Would you quote the material below from its first line through the line containing "Layout of the", exactly and with both ends included?

>>>

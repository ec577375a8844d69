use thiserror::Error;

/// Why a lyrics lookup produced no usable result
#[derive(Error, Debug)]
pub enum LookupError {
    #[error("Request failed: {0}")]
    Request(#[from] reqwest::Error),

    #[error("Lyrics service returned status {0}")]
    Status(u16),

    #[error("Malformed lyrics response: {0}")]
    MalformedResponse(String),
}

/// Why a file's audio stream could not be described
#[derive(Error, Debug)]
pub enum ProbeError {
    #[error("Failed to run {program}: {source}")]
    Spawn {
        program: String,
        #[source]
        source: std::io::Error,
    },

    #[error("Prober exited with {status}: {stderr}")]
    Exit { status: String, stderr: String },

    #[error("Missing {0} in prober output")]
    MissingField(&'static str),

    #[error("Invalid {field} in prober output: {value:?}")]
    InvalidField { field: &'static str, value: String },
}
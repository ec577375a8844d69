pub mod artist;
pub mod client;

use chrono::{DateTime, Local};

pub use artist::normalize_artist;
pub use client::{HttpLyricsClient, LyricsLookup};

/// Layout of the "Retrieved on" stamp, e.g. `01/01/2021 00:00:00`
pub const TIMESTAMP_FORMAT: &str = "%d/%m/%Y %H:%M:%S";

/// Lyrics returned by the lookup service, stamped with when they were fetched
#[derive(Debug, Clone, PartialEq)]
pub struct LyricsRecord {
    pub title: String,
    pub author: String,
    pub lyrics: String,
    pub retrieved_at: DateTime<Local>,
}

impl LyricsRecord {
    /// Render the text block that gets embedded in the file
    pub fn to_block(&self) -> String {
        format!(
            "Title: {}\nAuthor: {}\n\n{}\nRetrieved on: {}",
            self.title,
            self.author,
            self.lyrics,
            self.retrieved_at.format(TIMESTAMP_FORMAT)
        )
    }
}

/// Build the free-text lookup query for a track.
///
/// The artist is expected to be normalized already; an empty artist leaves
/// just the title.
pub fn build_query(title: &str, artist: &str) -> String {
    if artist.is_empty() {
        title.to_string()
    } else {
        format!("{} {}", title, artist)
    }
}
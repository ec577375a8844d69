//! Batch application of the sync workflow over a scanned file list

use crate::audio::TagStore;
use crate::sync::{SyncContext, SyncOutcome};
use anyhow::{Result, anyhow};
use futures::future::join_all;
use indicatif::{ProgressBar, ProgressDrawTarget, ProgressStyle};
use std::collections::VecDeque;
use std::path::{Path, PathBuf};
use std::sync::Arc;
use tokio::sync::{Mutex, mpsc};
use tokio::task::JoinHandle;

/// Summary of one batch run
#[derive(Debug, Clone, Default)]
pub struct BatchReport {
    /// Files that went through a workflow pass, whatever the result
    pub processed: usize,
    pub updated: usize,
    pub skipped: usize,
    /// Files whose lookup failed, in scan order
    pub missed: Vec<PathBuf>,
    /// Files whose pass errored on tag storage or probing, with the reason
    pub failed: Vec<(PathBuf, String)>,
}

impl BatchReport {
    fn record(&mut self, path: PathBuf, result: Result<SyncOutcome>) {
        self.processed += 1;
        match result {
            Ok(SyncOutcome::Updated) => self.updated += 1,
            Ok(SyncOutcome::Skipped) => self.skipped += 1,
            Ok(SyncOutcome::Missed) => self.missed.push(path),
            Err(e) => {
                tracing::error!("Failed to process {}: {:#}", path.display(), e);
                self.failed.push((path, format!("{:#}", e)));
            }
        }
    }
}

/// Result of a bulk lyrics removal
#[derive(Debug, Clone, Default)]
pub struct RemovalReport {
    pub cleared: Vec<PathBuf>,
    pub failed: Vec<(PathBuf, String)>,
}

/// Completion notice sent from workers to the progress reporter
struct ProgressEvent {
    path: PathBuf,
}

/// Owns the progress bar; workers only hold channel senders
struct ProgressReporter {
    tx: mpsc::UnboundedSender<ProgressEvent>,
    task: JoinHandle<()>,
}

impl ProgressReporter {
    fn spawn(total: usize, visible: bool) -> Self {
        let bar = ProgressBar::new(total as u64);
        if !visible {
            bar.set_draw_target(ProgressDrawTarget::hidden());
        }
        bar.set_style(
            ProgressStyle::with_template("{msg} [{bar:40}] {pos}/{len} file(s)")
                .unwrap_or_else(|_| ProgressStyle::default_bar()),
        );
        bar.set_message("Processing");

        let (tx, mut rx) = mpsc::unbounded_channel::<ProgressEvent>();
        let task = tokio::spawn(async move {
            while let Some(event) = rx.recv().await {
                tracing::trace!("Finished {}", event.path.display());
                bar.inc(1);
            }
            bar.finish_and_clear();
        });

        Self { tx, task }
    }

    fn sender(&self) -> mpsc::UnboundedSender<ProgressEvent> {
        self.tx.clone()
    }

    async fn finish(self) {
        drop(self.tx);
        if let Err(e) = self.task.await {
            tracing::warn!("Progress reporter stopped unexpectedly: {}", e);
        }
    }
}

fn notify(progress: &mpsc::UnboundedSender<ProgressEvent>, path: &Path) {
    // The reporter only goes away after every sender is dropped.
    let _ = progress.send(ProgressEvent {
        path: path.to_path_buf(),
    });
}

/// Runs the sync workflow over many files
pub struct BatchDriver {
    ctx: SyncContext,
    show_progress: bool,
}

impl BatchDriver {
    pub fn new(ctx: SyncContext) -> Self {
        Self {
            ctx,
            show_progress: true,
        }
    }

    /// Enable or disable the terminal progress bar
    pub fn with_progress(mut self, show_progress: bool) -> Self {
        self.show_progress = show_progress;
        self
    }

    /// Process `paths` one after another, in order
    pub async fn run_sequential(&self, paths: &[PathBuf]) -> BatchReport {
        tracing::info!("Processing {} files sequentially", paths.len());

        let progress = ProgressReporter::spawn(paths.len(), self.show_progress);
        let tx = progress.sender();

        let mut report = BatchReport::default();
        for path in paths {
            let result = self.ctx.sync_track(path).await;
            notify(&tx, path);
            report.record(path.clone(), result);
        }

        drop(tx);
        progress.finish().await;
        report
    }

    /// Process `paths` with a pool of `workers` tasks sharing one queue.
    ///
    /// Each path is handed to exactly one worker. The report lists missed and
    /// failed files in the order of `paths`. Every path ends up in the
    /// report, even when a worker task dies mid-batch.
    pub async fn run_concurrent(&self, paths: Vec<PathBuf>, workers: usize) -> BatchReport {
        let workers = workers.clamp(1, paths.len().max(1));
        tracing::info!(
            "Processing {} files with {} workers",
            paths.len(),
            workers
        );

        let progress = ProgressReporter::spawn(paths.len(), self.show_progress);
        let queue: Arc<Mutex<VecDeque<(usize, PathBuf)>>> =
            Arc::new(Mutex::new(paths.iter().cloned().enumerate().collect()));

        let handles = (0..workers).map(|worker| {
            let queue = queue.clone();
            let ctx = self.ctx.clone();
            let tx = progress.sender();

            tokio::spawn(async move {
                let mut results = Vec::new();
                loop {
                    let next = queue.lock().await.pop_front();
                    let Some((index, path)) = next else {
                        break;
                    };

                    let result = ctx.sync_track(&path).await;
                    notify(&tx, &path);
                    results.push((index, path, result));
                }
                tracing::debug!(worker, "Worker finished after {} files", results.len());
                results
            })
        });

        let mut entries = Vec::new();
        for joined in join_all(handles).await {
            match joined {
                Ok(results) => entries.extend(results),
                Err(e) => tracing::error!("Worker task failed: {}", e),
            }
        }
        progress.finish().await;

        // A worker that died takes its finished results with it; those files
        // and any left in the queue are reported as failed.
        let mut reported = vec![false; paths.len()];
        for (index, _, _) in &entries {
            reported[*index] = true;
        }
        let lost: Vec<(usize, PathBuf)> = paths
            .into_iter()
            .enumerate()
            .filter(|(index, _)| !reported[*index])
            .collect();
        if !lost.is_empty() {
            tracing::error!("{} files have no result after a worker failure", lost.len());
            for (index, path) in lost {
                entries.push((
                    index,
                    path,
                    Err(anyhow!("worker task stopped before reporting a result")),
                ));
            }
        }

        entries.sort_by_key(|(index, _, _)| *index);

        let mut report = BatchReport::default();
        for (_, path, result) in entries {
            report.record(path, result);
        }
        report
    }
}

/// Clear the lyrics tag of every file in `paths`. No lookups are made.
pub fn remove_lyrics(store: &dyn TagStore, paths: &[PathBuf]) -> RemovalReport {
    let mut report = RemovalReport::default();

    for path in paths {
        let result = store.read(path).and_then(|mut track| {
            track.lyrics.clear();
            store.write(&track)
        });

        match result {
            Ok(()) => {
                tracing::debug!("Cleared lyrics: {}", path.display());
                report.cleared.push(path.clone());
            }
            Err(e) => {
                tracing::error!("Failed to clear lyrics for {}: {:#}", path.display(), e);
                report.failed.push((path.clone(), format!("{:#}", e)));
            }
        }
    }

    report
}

<<<

ANSWER TO THIS PROBLEM:
repository ec577375a8844d69
use thiserror::Error;

/// Why a lyrics lookup produced no usable result
#[derive(Error, Debug)]
pub enum LookupError {
    #[error("Request failed: {0}")]
    Request(#[from] reqwest::Error),

    #[error("Lyrics service returned status {0}")]
    Status(u16),

    #[error("Malformed lyrics response: {0}")]
    MalformedResponse(String),
}

/// Why a file's audio stream could not be described
#[derive(Error, Debug)]
pub enum ProbeError {
    #[error("Failed to run {program}: {source}")]
    Spawn {
        program: String,
        #[source]
        source: std::io::Error,
    },

    #[error("Prober exited with {status}: {stderr}")]
    Exit { status: String, stderr: String },

    #[error("Missing {0} in prober output")]
    MissingField(&'static str),

    #[error("Invalid {field} in prober output: {value:?}")]
    InvalidField { field: &'static str, value: String },
}
repository ec577375a8844d69
pub mod artist;
pub mod client;

use chrono::{DateTime, Local};

pub use artist::normalize_artist;
pub use client::{HttpLyricsClient, LyricsLookup};

/// Layout of the "Retrieved on" stamp, e.g. `01/01/2021 00:00:00`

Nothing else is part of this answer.